There are several ways to go about using Introduction to Cultural Analytics & Python, including PDF download or in the Cloud. However, to fully engage with the pages, Jupyter Notebook needs to be downloaded. It is also important to note that there is a good deal of hidden content in the book. By clicking on the embedded “Click to show” found on most pages, varying code, answers to practice questions, and extra activities will be revealed. Walsh designed this hidden content “to replicate the experience of running code live.” 

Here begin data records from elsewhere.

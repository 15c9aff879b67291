//! Package index for short-name resolution.
//!
//! The index is an ordinary bundle that happens to carry a `registry.toml`
//! file mapping short names to full descriptor strings:
//!
//! ```toml
//! [bundles]
//! zlib = "git::https://example.com/zlib.git"
//! cjson = "archive::https://example.com/cjson-1.7.tar.gz"
//! ```
//!
//! The registry is lazily loaded on first lookup and can be invalidated
//! after the index bundle is (re)installed. The bootstrap loop itself (the
//! single install-and-retry when a name is missing) lives on the installer,
//! which is the only component able to install the index bundle.

use crate::core::BpmError;
use anyhow::{Context, Result};
use serde::Deserialize;
use std::collections::HashMap;
use std::path::{Path, PathBuf};
use std::sync::Mutex;

/// File carried by the index bundle.
pub const REGISTRY_FILE: &str = "registry.toml";

#[derive(Debug, Deserialize)]
struct RegistryFile {
    #[serde(default)]
    bundles: HashMap<String, String>,
}

/// Lazily-loaded short-name index.
#[derive(Debug)]
pub struct Registry {
    path: PathBuf,
    entries: Mutex<Option<HashMap<String, String>>>,
}

impl Registry {
    /// Create a registry backed by `registry.toml` inside the index
    /// bundle's source directory.
    pub fn new(index_dir: impl AsRef<Path>) -> Self {
        Self {
            path: index_dir.as_ref().join(REGISTRY_FILE),
            entries: Mutex::new(None),
        }
    }

    /// Whether the registry file exists on disk yet.
    pub fn is_present(&self) -> bool {
        self.path.is_file()
    }

    /// Look up a short name, loading the registry file on first use.
    ///
    /// Returns `Ok(None)` when the name is absent or the registry file does
    /// not exist yet; the caller decides whether to bootstrap the index.
    pub fn lookup(&self, name: &str) -> Result<Option<String>> {
        let mut entries = self.entries.lock().expect("registry lock poisoned");
        if entries.is_none() {
            if !self.is_present() {
                return Ok(None);
            }
            let text = std::fs::read_to_string(&self.path)
                .with_context(|| format!("reading package index {}", self.path.display()))?;
            let parsed: RegistryFile = toml::from_str(&text).map_err(|e| BpmError::ConfigError {
                message: format!("invalid package index {}: {e}", self.path.display()),
            })?;
            tracing::debug!(
                target: "registry",
                "loaded {} index entries from {}",
                parsed.bundles.len(),
                self.path.display()
            );
            *entries = Some(parsed.bundles);
        }
        Ok(entries.as_ref().and_then(|map| map.get(name).cloned()))
    }

    /// Drop the cached entries so the next lookup re-reads the file.
    /// Called after the index bundle has been installed or updated.
    pub fn invalidate(&self) {
        *self.entries.lock().expect("registry lock poisoned") = None;
    }
}
//! The `install` command.

use crate::config::Settings;
use crate::installer::Installer;
use crate::runner::{ShellRuleEngine, TomlDescriptionLoader};
use anyhow::Result;
use clap::Args;
use colored::Colorize;

/// Resolve and install one or more bundle references.
///
/// A reference is a full descriptor (`type::repo::tag`, with type and tag
/// optional), a local directory, or a registry short name.
#[derive(Args)]
pub struct InstallCommand {
    /// Bundle references to install
    #[arg(required = true)]
    bundles: Vec<String>,

    /// Skip the install-deps phase of each bundle
    #[arg(long)]
    skip_deps: bool,
}

impl InstallCommand {
    pub async fn execute(self, settings: Settings) -> Result<()> {
        let installer = Installer::new(settings, ShellRuleEngine, TomlDescriptionLoader)?;
        for raw in &self.bundles {
            installer.install(raw, self.skip_deps).await?;
            println!("{} {raw}", "Installed".green().bold());
        }
        Ok(())
    }
}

There is not anything quite like Introduction to Cultural Analytics & Python openly available on the web. There are other lessons and courses that focus on individual components, such as text analysis, Python, Pandas, and machine learning  However, Walsh’s work combines these components for the specific task of cultural analysis in a way that is fully interactive and highly educational. Walsh packs in a lot of “how to” skills with basic understanding of the topics. In essence, this book is the go-to for taking your knowledge of digital humanities and putting it into practical application.